(Stored data)

■ ■ ■ ■ ■ ■ ■

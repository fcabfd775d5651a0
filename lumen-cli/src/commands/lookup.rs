//! Lookup command implementation.

use anyhow::{bail, Context, Result};
use colored::Colorize;
use lumen_core::{ContentHash, LumenConfig, ResilientTransport};
use serde_json::json;

use crate::utils::{build_cache, print_json, print_summary};

/// Execute the lookup command.
pub async fn execute(hash: String, json: bool) -> Result<()> {
    let hash: ContentHash = hash.parse().context("Invalid content hash")?;
    let config = LumenConfig::from_env();
    let transport = ResilientTransport::new()?;
    let cache = build_cache(&config, &transport);

    let Some(result) = cache.lookup(&hash).await else {
        bail!("No cached analysis for {hash}");
    };

    if json {
        print_json(&json!({ "hash": hash, "result": result }))?;
    } else {
        println!();
        println!("{} {}", "Cached analysis".green().bold(), hash);
        print_summary(&result);
        println!();
    }
    Ok(())
}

■ ■ ■ ■ ■ ■ ■

* _WHAT YOU WILL DO_
Your output should be the lines from the one with "let config = LumenConfig::from_env();" through the end of the records above, copied exactly.

* _WRITTEN ANSWER_
    let config = LumenConfig::from_env();
    let transport = ResilientTransport::new()?;
    let cache = build_cache(&config, &transport);

    let Some(result) = cache.lookup(&hash).await else {
        bail!("No cached analysis for {hash}");
    };

    if json {
        print_json(&json!({ "hash": hash, "result": result }))?;
    } else {
        println!();
        println!("{} {}", "Cached analysis".green().bold(), hash);
        print_summary(&result);
        println!();
    }
    Ok(())
}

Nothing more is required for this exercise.